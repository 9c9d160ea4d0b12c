//! Error types for the domain layer.

use std::collections::HashMap;
use std::error::Error;
use std::fmt;

/// Error codes organized by category.
#[derive(Debug, Clone, Copy, PartialEq, Eq, Hash)]
pub enum ErrorCode {
    // Validation errors
    ValidationFailed,
    EmptyField,
    OutOfRange,
    InvalidFormat,

    // Not found errors
    //
    // Ownership mismatches surface as TaskNotFound as well, so a caller
    // probing another owner's ids cannot distinguish "does not exist"
    // from "not yours".
    TaskNotFound,

    // Authorization errors
    Unauthorized,

    // Infrastructure errors
    DatabaseError,
    CacheError,
    BrokerUnavailable,
    PublishFailed,
    InternalError,
}

impl fmt::Display for ErrorCode {
    fn fmt(&self, f: &mut fmt::Formatter<'_>) -> fmt::Result {
        let s = match self {
            ErrorCode::ValidationFailed => "VALIDATION_FAILED",
            ErrorCode::EmptyField => "EMPTY_FIELD",
            ErrorCode::OutOfRange => "OUT_OF_RANGE",
            ErrorCode::InvalidFormat => "INVALID_FORMAT",
            ErrorCode::TaskNotFound => "TASK_NOT_FOUND",
            ErrorCode::Unauthorized => "UNAUTHORIZED",
            ErrorCode::DatabaseError => "DATABASE_ERROR",
            ErrorCode::CacheError => "CACHE_ERROR",
            ErrorCode::BrokerUnavailable => "BROKER_UNAVAILABLE",
            ErrorCode::PublishFailed => "PUBLISH_FAILED",
            ErrorCode::InternalError => "INTERNAL_ERROR",
        };
        write!(f, "{}", s)
    }
}

/// Standard domain error with code, message, and optional details.
#[derive(Debug, Clone)]
pub struct DomainError {
    pub code: ErrorCode,
    pub message: String,
    pub details: HashMap<String, String>,
}

impl DomainError {
    /// Creates a new domain error.
    pub fn new(code: ErrorCode, message: impl Into<String>) -> Self {
        Self {
            code,
            message: message.into(),
            details: HashMap::new(),
        }
    }

    /// Creates a validation error for a specific field.
    pub fn validation(field: impl Into<String>, message: impl Into<String>) -> Self {
        Self {
            code: ErrorCode::ValidationFailed,
            message: message.into(),
            details: HashMap::new(),
        }
        .with_detail("field", field.into())
    }

    /// Creates a not-found error for a task, without leaking whether the
    /// task exists under a different owner.
    pub fn task_not_found() -> Self {
        Self::new(ErrorCode::TaskNotFound, "Task not found")
    }

    /// Adds a detail to the error.
    pub fn with_detail(mut self, key: impl Into<String>, value: impl Into<String>) -> Self {
        self.details.insert(key.into(), value.into());
        self
    }
}

impl fmt::Display for DomainError {
    fn fmt(&self, f: &mut fmt::Formatter<'_>) -> fmt::Result {
        write!(f, "[{}] {}", self.code, self.message)
    }
}

impl Error for DomainError {}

### TASK ITEM
Repeat word for word from the line holding "self.details.insert(key.into(), value.into());" down to the last line above, including both.

### REPLY TO THE EXERCISE
        self.details.insert(key.into(), value.into());
        self
    }
}

impl fmt::Display for DomainError {
    fn fmt(&self, f: &mut fmt::Formatter<'_>) -> fmt::Result {
        write!(f, "[{}] {}", self.code, self.message)
    }
}

impl Error for DomainError {}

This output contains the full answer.